> _WHAT TO DO_: Reproduce the complete set of records, exactly as they appear.

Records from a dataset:
----

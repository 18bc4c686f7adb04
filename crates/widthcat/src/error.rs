use std::io;

use thiserror::Error;

/// Coarse classification of a [`KernelError`].
#[derive(Debug, Clone, Copy, PartialEq, Eq, Hash)]
pub enum ErrorKind {
    /// Descriptor shapes, types or counts cannot be accepted.
    InvalidArgument,
    /// The descriptors are compatible but the planned tiling is infeasible.
    Runtime,
    /// The caller broke a usage contract (e.g. ran an unconfigured kernel).
    PreconditionViolation,
    /// The external device or compiler reported a failure.
    Device,
    /// Persistence of auxiliary state (tuning store) failed.
    Io,
}

#[derive(Debug, Error)]
pub enum KernelError {
    #[error("invalid argument: {message}")]
    InvalidArgument { message: String },
    #[error("runtime error: {message}")]
    Runtime { message: String },
    #[error("precondition violated: {message}")]
    PreconditionViolation { message: String },
    #[error("device failure: {message}")]
    Device { message: String },
    #[error("i/o error: {0}")]
    Io(#[from] io::Error),
}

impl KernelError {
    pub fn invalid_argument(message: impl Into<String>) -> Self {
        KernelError::InvalidArgument {
            message: message.into(),
        }
    }

    pub fn runtime(message: impl Into<String>) -> Self {
        KernelError::Runtime {
            message: message.into(),
        }
    }

    pub fn precondition(message: impl Into<String>) -> Self {
        KernelError::PreconditionViolation {
            message: message.into(),
        }
    }

    pub fn device(message: impl Into<String>) -> Self {
        KernelError::Device {
            message: message.into(),
        }
    }

    pub fn kind(&self) -> ErrorKind {
        match self {
            KernelError::InvalidArgument { .. } => ErrorKind::InvalidArgument,
            KernelError::Runtime { .. } => ErrorKind::Runtime,
            KernelError::PreconditionViolation { .. } => ErrorKind::PreconditionViolation,
            KernelError::Device { .. } => ErrorKind::Device,
            KernelError::Io(_) => ErrorKind::Io,
        }
    }
}

pub type KernelResult<T> = Result<T, KernelError>;

/// Returns `InvalidArgument` with `message` when `condition` holds.
pub(crate) fn invalid_if(condition: bool, message: impl Into<String>) -> KernelResult<()> {
    if condition {
        return Err(KernelError::invalid_argument(message));
    }
    Ok(())
}
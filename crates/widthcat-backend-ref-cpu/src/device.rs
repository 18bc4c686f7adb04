use std::sync::Arc;

use widthcat::build_options::BuildOptions;
use widthcat::device::{ComputeDevice, DeviceCaps, KernelArg, KernelHandle};
use widthcat::error::{KernelError, KernelResult};
use widthcat::kernels::concatenate_width_x2::KERNEL_NAME;

use crate::buffer::HostBuffer;
use crate::concat::ConcatProgram;

/// Argument slots of `concatenate_width_x2`: three 4D tensors and two scalars.
const MAX_KERNEL_ARGS: usize = 32;

/// Reference device executing kernels on the host.
#[derive(Debug, Clone)]
pub struct HostDevice {
    name: String,
    caps: DeviceCaps,
}

impl HostDevice {
    /// Device at the precision tier selected by `WIDTHCAT_FP16`.
    pub fn new() -> Self {
        Self::with_caps(DeviceCaps::from_env())
    }

    pub fn with_caps(caps: DeviceCaps) -> Self {
        Self {
            name: "host-ref".to_string(),
            caps,
        }
    }
}

impl Default for HostDevice {
    fn default() -> Self {
        Self::new()
    }
}

impl ComputeDevice for HostDevice {
    type Buffer = HostBuffer;
    type Kernel = HostKernel;

    fn name(&self) -> &str {
        &self.name
    }

    fn caps(&self) -> DeviceCaps {
        self.caps
    }

    fn create_kernel(&self, name: &str, options: &BuildOptions) -> KernelResult<HostKernel> {
        if name != KERNEL_NAME {
            return Err(KernelError::device(format!(
                "host device has no kernel named '{name}'"
            )));
        }
        let program = ConcatProgram::from_options(options)?;
        tracing::debug!(kernel = name, ?program, "built host kernel");
        Ok(HostKernel {
            name: name.to_string(),
            program: Arc::new(program),
            args: Vec::new(),
        })
    }
}

/// Compiled host kernel plus its currently bound arguments.
#[derive(Debug, Clone)]
pub struct HostKernel {
    name: String,
    program: Arc<ConcatProgram>,
    args: Vec<Option<KernelArg<HostBuffer>>>,
}

impl HostKernel {
    pub fn program(&self) -> &ConcatProgram {
        &self.program
    }

    pub fn arg(&self, index: usize) -> Option<&KernelArg<HostBuffer>> {
        self.args.get(index).and_then(Option::as_ref)
    }

    pub(crate) fn args(&self) -> &[Option<KernelArg<HostBuffer>>] {
        &self.args
    }
}

impl KernelHandle for HostKernel {
    type Buffer = HostBuffer;

    fn name(&self) -> &str {
        &self.name
    }

    fn set_arg(&mut self, index: usize, arg: KernelArg<HostBuffer>) -> KernelResult<()> {
        if index >= MAX_KERNEL_ARGS {
            return Err(KernelError::device(format!(
                "argument index {index} out of range for {}",
                self.name
            )));
        }
        if self.args.len() <= index {
            self.args.resize(index + 1, None);
        }
        self.args[index] = Some(arg);
        Ok(())
    }
}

----

> _ANSWER BOX_:
repository 18bc4c686f7adb04
filename crates/widthcat/src/error.rs
use std::io;

use thiserror::Error;

/// Coarse classification of a [`KernelError`].
#[derive(Debug, Clone, Copy, PartialEq, Eq, Hash)]
pub enum ErrorKind {
    /// Descriptor shapes, types or counts cannot be accepted.
    InvalidArgument,
    /// The descriptors are compatible but the planned tiling is infeasible.
    Runtime,
    /// The caller broke a usage contract (e.g. ran an unconfigured kernel).
    PreconditionViolation,
    /// The external device or compiler reported a failure.
    Device,
    /// Persistence of auxiliary state (tuning store) failed.
    Io,
}

#[derive(Debug, Error)]
pub enum KernelError {
    #[error("invalid argument: {message}")]
    InvalidArgument { message: String },
    #[error("runtime error: {message}")]
    Runtime { message: String },
    #[error("precondition violated: {message}")]
    PreconditionViolation { message: String },
    #[error("device failure: {message}")]
    Device { message: String },
    #[error("i/o error: {0}")]
    Io(#[from] io::Error),
}

impl KernelError {
    pub fn invalid_argument(message: impl Into<String>) -> Self {
        KernelError::InvalidArgument {
            message: message.into(),
        }
    }

    pub fn runtime(message: impl Into<String>) -> Self {
        KernelError::Runtime {
            message: message.into(),
        }
    }

    pub fn precondition(message: impl Into<String>) -> Self {
        KernelError::PreconditionViolation {
            message: message.into(),
        }
    }

    pub fn device(message: impl Into<String>) -> Self {
        KernelError::Device {
            message: message.into(),
        }
    }

    pub fn kind(&self) -> ErrorKind {
        match self {
            KernelError::InvalidArgument { .. } => ErrorKind::InvalidArgument,
            KernelError::Runtime { .. } => ErrorKind::Runtime,
            KernelError::PreconditionViolation { .. } => ErrorKind::PreconditionViolation,
            KernelError::Device { .. } => ErrorKind::Device,
            KernelError::Io(_) => ErrorKind::Io,
        }
    }
}

pub type KernelResult<T> = Result<T, KernelError>;

/// Returns `InvalidArgument` with `message` when `condition` holds.
pub(crate) fn invalid_if(condition: bool, message: impl Into<String>) -> KernelResult<()> {
    if condition {
        return Err(KernelError::invalid_argument(message));
    }
    Ok(())
}
filename crates/widthcat-backend-ref-cpu/src/device.rs
repository 18bc4c686f7adb04
use std::sync::Arc;

use widthcat::build_options::BuildOptions;
use widthcat::device::{ComputeDevice, DeviceCaps, KernelArg, KernelHandle};
use widthcat::error::{KernelError, KernelResult};
use widthcat::kernels::concatenate_width_x2::KERNEL_NAME;

use crate::buffer::HostBuffer;
use crate::concat::ConcatProgram;

/// Argument slots of `concatenate_width_x2`: three 4D tensors and two scalars.
const MAX_KERNEL_ARGS: usize = 32;

/// Reference device executing kernels on the host.
#[derive(Debug, Clone)]
pub struct HostDevice {
    name: String,
    caps: DeviceCaps,
}

impl HostDevice {
    /// Device at the precision tier selected by `WIDTHCAT_FP16`.
    pub fn new() -> Self {
        Self::with_caps(DeviceCaps::from_env())
    }

    pub fn with_caps(caps: DeviceCaps) -> Self {
        Self {
            name: "host-ref".to_string(),
            caps,
        }
    }
}

impl Default for HostDevice {
    fn default() -> Self {
        Self::new()
    }
}

impl ComputeDevice for HostDevice {
    type Buffer = HostBuffer;
    type Kernel = HostKernel;

    fn name(&self) -> &str {
        &self.name
    }

    fn caps(&self) -> DeviceCaps {
        self.caps
    }

    fn create_kernel(&self, name: &str, options: &BuildOptions) -> KernelResult<HostKernel> {
        if name != KERNEL_NAME {
            return Err(KernelError::device(format!(
                "host device has no kernel named '{name}'"
            )));
        }
        let program = ConcatProgram::from_options(options)?;
        tracing::debug!(kernel = name, ?program, "built host kernel");
        Ok(HostKernel {
            name: name.to_string(),
            program: Arc::new(program),
            args: Vec::new(),
        })
    }
}

/// Compiled host kernel plus its currently bound arguments.
#[derive(Debug, Clone)]
pub struct HostKernel {
    name: String,
    program: Arc<ConcatProgram>,
    args: Vec<Option<KernelArg<HostBuffer>>>,
}

impl HostKernel {
    pub fn program(&self) -> &ConcatProgram {
        &self.program
    }

    pub fn arg(&self, index: usize) -> Option<&KernelArg<HostBuffer>> {
        self.args.get(index).and_then(Option::as_ref)
    }

    pub(crate) fn args(&self) -> &[Option<KernelArg<HostBuffer>>] {
        &self.args
    }
}

impl KernelHandle for HostKernel {
    type Buffer = HostBuffer;

    fn name(&self) -> &str {
        &self.name
    }

    fn set_arg(&mut self, index: usize, arg: KernelArg<HostBuffer>) -> KernelResult<()> {
        if index >= MAX_KERNEL_ARGS {
            return Err(KernelError::device(format!(
                "argument index {index} out of range for {}",
                self.name
            )));
        }
        if self.args.len() <= index {
            self.args.resize(index + 1, None);
        }
        self.args[index] = Some(arg);
        Ok(())
    }
}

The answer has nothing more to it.